Christian Topalov in Collectif, La ville est à nous ! Aménagement urbain et mobilisations sociales depuis le Moyen Âge, Éditions de la Sorbonne, 2018, p. 325.
« Si l’urbanisme, comme discipline, s’est constitué au XXe siècle, les mouvements sociaux qui remettent en cause l’aménagement urbain ont une histoire beaucoup plus longue. Ce livre s’attache aux multiples formes de mobilisations collectives qui, depuis le Moyen Âge, ont pris la ville ou, à une autre échelle, la région et le quartier, comme objet. Des Pays-Bas médiévaux à l’actuelle cité phocéenne, ce livre cerne les relations sociales qui s’élaborent lorsque des groupes voient leur espace matériel se modifier, qu’ils s’opposent aux changements ou s’engagent en faveur de transformations alternatives. En prêtant attention à la variété des cadres d’expérience des protagonistes et à celle de leurs répertoires d’action, de la consultation à la prise d’armes, ce livre cherche aussi à historiciser les résistances aux gestes de modernisation des pouvoirs publics. Ce faisant, il éclaire la question de la participation, versant institutionnalisé de l’implication des populations dans l’aménagement urbain. Il s’efforce d’en restituer les contextes concrets et leurs évolutions suivant trois grandes interrogations : qu’est-ce qu’un processus de politisation ? Comment s’articulent les différents intérêts en jeu, individuels et collectifs ? Comment faire une histoire sociale des grands travaux ? »[1]

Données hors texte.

//! Plain-text solution report.

use std::fmt;
use std::io::{self, Write};

use knapforge_core::KnapsackSolution;

use crate::loader::Catalogue;

/// Text rendering of a solved selection.
///
/// # Example
///
/// ```
/// use knapforge_catalogue::SolveReport;
/// use knapforge_core::{Item, KnapsackSolution};
///
/// let items = vec![Item::new("A", 60, 10), Item::new("B", 100, 20)];
/// let solution = KnapsackSolution::from_indices(&items, vec![1]);
/// let text = SolveReport::new(&solution, 40).to_string();
///
/// assert!(text.starts_with("Capacity used: 50.00% (20/40)"));
/// assert!(text.contains("- B: value 100, weight 20"));
/// ```
#[derive(Debug, Clone, Copy)]
pub struct SolveReport<'a> {
    solution: &'a KnapsackSolution,
    capacity: i64,
}

impl<'a> SolveReport<'a> {
    pub fn new(solution: &'a KnapsackSolution, capacity: i64) -> Self {
        Self { solution, capacity }
    }

    /// Writes the report to `writer`.
    pub fn write<W: Write>(&self, mut writer: W) -> io::Result<()> {
        write!(writer, "{self}")
    }
}

impl fmt::Display for SolveReport<'_> {
    fn fmt(&self, f: &mut fmt::Formatter<'_>) -> fmt::Result {
        let selected = self.solution.total_weight();
        match self.solution.utilization(self.capacity) {
            Some(ratio) => writeln!(
                f,
                "Capacity used: {:.2}% ({}/{})",
                ratio * 100.0,
                selected,
                self.capacity
            )?,
            None => writeln!(f, "Capacity used: n/a ({}/{})", selected, self.capacity)?,
        }
        writeln!(f, "Maximum value: {}", self.solution.total_value())?;
        writeln!(f)?;
        if self.solution.is_empty() {
            return writeln!(f, "No items selected.");
        }
        writeln!(f, "Selected items:")?;
        for item in self.solution.items() {
            writeln!(
                f,
                "- {}: value {}, weight {}",
                item.name(),
                item.value(),
                item.weight()
            )?;
        }
        Ok(())
    }
}

/// Text listing of catalogue entries, one per line.
///
/// # Example
///
/// ```
/// use knapforge_catalogue::{Catalogue, CatalogueListing};
///
/// let catalogue: Catalogue = "Lamp,60,10,lamp.png\nChair,100,20,".parse().unwrap();
/// let text = CatalogueListing::new(&catalogue).to_string();
/// assert_eq!(
///     text,
///     "- Lamp: value 60, weight 10, image lamp.png\n- Chair: value 100, weight 20\n"
/// );
/// ```
#[derive(Debug, Clone, Copy)]
pub struct CatalogueListing<'a> {
    catalogue: &'a Catalogue,
}

impl<'a> CatalogueListing<'a> {
    pub fn new(catalogue: &'a Catalogue) -> Self {
        Self { catalogue }
    }

    /// Writes the listing to `writer`.
    pub fn write<W: Write>(&self, mut writer: W) -> io::Result<()> {
        write!(writer, "{self}")
    }
}

impl fmt::Display for CatalogueListing<'_> {
    fn fmt(&self, f: &mut fmt::Formatter<'_>) -> fmt::Result {
        if self.catalogue.is_empty() {
            return writeln!(f, "No matching items.");
        }
        for entry in self.catalogue.entries() {
            let item = &entry.item;
            write!(
                f,
                "- {}: value {}, weight {}",
                item.name(),
                item.value(),
                item.weight()
            )?;
            if !entry.image.is_empty() {
                write!(f, ", image {}", entry.image)?;
            }
            writeln!(f)?;
        }
        Ok(())
    }
}
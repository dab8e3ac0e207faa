//! Seeded random instances.

use knapforge_core::Item;
use rand::{Rng, SeedableRng};
use rand_chacha::ChaCha8Rng;

/// A generated instance.
#[derive(Debug, Clone)]
pub struct GeneratedInstance {
    pub items: Vec<Item>,
    pub capacity: i64,
}

/// Deterministic generator of small knapsack instances.
///
/// Capacity is drawn between zero and the total weight, so generated
/// instances range from empty to unconstrained.
#[derive(Debug)]
pub struct InstanceGenerator {
    rng: ChaCha8Rng,
    max_value: i64,
    max_weight: i64,
}

impl InstanceGenerator {
    pub fn new(seed: u64) -> Self {
        Self {
            rng: ChaCha8Rng::seed_from_u64(seed),
            max_value: 30,
            max_weight: 15,
        }
    }

    /// Limits drawn values to `0..=max_value`. Small ranges produce many ties.
    pub fn with_max_value(mut self, max_value: i64) -> Self {
        self.max_value = max_value;
        self
    }

    /// Limits drawn weights to `0..=max_weight`.
    pub fn with_max_weight(mut self, max_weight: i64) -> Self {
        self.max_weight = max_weight;
        self
    }

    /// Draws an instance with exactly `item_count` items.
    pub fn instance(&mut self, item_count: usize) -> GeneratedInstance {
        let items: Vec<Item> = (0..item_count)
            .map(|i| {
                let value = self.rng.random_range(0..=self.max_value);
                let weight = self.rng.random_range(0..=self.max_weight);
                Item::new(format!("item-{i}"), value, weight)
            })
            .collect();
        let total_weight: i64 = items.iter().map(Item::weight).sum();
        let capacity = self.rng.random_range(0..=total_weight);
        GeneratedInstance { items, capacity }
    }
}
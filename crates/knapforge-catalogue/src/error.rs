//! Catalogue errors.

use std::io;

use thiserror::Error;

/// Errors raised while loading a catalogue.
#[derive(Debug, Error)]
pub enum CatalogueError {
    #[error("failed to read catalogue: {0}")]
    Io(#[from] io::Error),

    /// A four-field line whose value or weight is not an integer.
    #[error("line {line}: invalid {field} '{text}': {message}")]
    Parse {
        /// 1-based line number.
        line: usize,
        field: &'static str,
        text: String,
        message: String,
    },
}

/// Result type for catalogue operations.
pub type Result<T> = std::result::Result<T, CatalogueError>;
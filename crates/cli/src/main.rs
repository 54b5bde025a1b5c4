use std::process::ExitCode;

use clap::Parser;
use glassworks_cli::{run, Args, GeneratorConfig};
use tracing_subscriber::{layer::SubscriberExt, util::SubscriberInitExt};

fn main() -> ExitCode {
    // Load .env file if present (ignore errors if missing).
    dotenvy::dotenv().ok();

    let args = Args::parse();
    let config = match GeneratorConfig::from_env().and_then(|c| c.with_args(&args)) {
        Ok(config) => config,
        Err(e) => {
            eprintln!("error: {e}");
            return ExitCode::from(e.exit_code());
        }
    };

    // Logs go to stderr so printed JSON on stdout stays machine-readable.
    let json = config.log_json;
    tracing_subscriber::registry()
        .with(
            tracing_subscriber::EnvFilter::try_from_default_env()
                .unwrap_or_else(|_| "glassworks_cli=info,glassworks_codegen=info".into()),
        )
        .with(json.then(|| tracing_subscriber::fmt::layer().json().with_writer(std::io::stderr)))
        .with((!json).then(|| tracing_subscriber::fmt::layer().with_writer(std::io::stderr)))
        .init();

    let mut stdout = std::io::stdout().lock();
    match run(&args, &config, &mut stdout) {
        Ok(()) => ExitCode::SUCCESS,
        Err(e) => {
            tracing::error!(error = %e, "generate-shapes failed");
            eprintln!("error: {e}");
            ExitCode::from(e.exit_code())
        }
    }
}
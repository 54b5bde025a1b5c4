//! Canonical entity shapes and their derived wire shapes.
//!
//! An entity is authored once as a canonical shape (identity + metadata +
//! intrinsic fields). The projection engine derives the four shapes used at
//! the API boundary:
//!
//! | Shape | Identity | Metadata | Optionality  |
//! |-------|----------|----------|--------------|
//! | GET   | yes      | yes      | as declared  |
//! | POST  | no       | no       | as declared  |
//! | PATCH | yes      | no       | all optional |
//! | PUT   | yes      | no       | all required |
//!
//! Augmentations are carried as tags on the shape, not as fields, so a
//! plain field that happens to be called `version` is never stripped.

pub mod augmentation;
pub mod catalog;
pub mod conformance;
pub mod error;
pub mod field;
pub mod instance;
pub mod model;
pub mod projection;
pub mod source;

pub use augmentation::{canonical, with_identity, with_metadata, Augmentation, Augmentations};
pub use catalog::{Catalog, Resolved, RESERVED_ENTITY_NAMES};
pub use error::ShapeError;
pub use field::{Field, FieldType, View};
pub use model::Shape;
pub use projection::{
    project, project_all, project_entity, resolve_view, to_get, to_patch, to_post, to_put,
    DerivedShapes, Method,
};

Cet ouvrage collectif publié aux Éditions de la Sorbonne réunit des chercheurs d’horizons multiples (histoire, géographie, urbanisme, sociologie…) et fait suite à un colloque qui s’est tenu les 27-28 et 29 mai 2015 à Paris intitulé « Aménagement des villes et mobilisations sociales du Moyen Âge à nous jours » et part du constat que la ville n’est plus seulement le cadre des luttes sociales mais qu’elle en est aussi objet (p. 7). Si le XXe a connu de nombreuses mobilisations qui peuvent présenter des similitudes (les « printemps arabes », les mouvements des indignés ou « Occupy », etc.), chacun de ces mouvements sociaux à ses spécificités qu’il convient de prendre en compte pour en comprendre toute leur complexité. Cet ouvrage aborde donc diverses mobilisations collectives qui ont pris la ville et ses transformations comme objet depuis le Moyen Âge, en Europe. Ainsi, la mobilisation « permet donc de revenir sur les interactions sociales en ville et leur dimension idéologique, en élucidant le jeu d’acteurs qui ne se résume pas à un face à face entre défenseurs et opposants »[2]. Cet ouvrage historicise sur la longue durée les résistances et les remises en cause de ce qui est perçu, ou affirmé, comme un geste de « modernisation », et les contributions des différents auteurs, à travers des exemples issus de corpus d’archives variés, analysent différents modes de construction des actions, des enjeux, des groupes et espaces matériels concernés par les différentes mobilisations urbaines mises en lumière.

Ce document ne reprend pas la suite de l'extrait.